Sir Jack was one of the most accomplished drivers and team owners in the history of motor racing, and the first driver to be knighted for services to motor sport. From his early days racing midget cars on dirt ovals in Australia, ‘Black Jack’, as he became known, rose to dominate Formula 1.

 

He started his motor sport career after visiting a midget car race in Brisbane with neighbour Johnny Schonberg. With a fledgling business as a car mechanic, Jack decided to build a midget racer for Johnny to drive – but halfway through the 1948 season Johnny decided to give up racing, and suggested that Jack take over. His first race was at Parramatta Speedway. ‘They were all lunatics,’ he told Doug Nye for The Jack Brabham Story.

 

It wasn’t long before he was racing three nights a week, and not much longer before he graduated to circuit racing in the the now famous Redex Special Cooper-Bristol, with enough success that he decided to take things further by moving to Europe.
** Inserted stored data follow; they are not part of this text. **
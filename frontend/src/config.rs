use log::Level;

/// Web3Forms relay that receives the contact form.
pub const FORM_RELAY_URL: &str = "https://api.web3forms.com/submit";

/// Shown to the visitor whenever the relay can't take the message.
pub const FALLBACK_EMAIL: &str = "yukto.in@gmail.com";

pub const FORM_SUBJECT: &str = "New contact form submission - Yukto";
pub const FORM_FROM_NAME: &str = "Yukto Website";

/// How long a success/error message stays up.
pub const STATUS_CLEAR_MS: u32 = 5_000;

pub const NAV_SHADOW_AFTER_PX: f64 = 50.0;
pub const NAV_FIXED_OFFSET_PX: f64 = 80.0;
pub const SECTION_ACTIVE_OFFSET_PX: f64 = 100.0;
pub const NAV_HIGHLIGHT_DEBOUNCE_MS: u32 = 100;
pub const SCROLL_TOP_AFTER_PX: f64 = 500.0;

pub fn get_access_key() -> &'static str {
    option_env!("WEB3FORMS_ACCESS_KEY").unwrap_or("")
}

#[cfg(debug_assertions)]
pub fn log_level() -> Level {
    Level::Debug
}

#[cfg(not(debug_assertions))]
pub fn log_level() -> Level {
    Level::Info
}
Despite a shaky start he soon graduated to the big time, becoming a works driver for Cooper and winning the 1959 and 1960 World Championships in the rear-engined Cooper-Climax.

 

Frustrations at Cooper eventually led Jack to start as a constructor himself, and he soon became the only driver in history to win a World Championship in a car of his own manufacture. That was 1966; the following year he won the Constructors’ Championship but not the Drivers’. His last race win came at the South African Grand Prix in 1970, his final season of racing.

 

Jack returned to Australia, selling Brabham to Bernie Ecclestone. The marque would go on to achieve two more world titles, in 1981 and ’83, while Jack pursued his other great passion of flying, though he returned to racing recently at historic events such as the Goodwood Revival.

 

During all his success, what Jack Brabham was known for above all among the racing fraternity was his ever-friendly nature and his sense of humour – he famously ‘limped’ to his car on the 1966 Zandvoort grid wearing a false beard in response to talk that, at 40, he was too old to race.

 

His youngest son David will drive the 1960 Cooper-Climax in the 50th Silverstone Grand Prix commemorative parades at this year’s British GP, and further tributes to ‘Black Jack’ are expected at the Silverstone Classic, Goodwood Revival and more.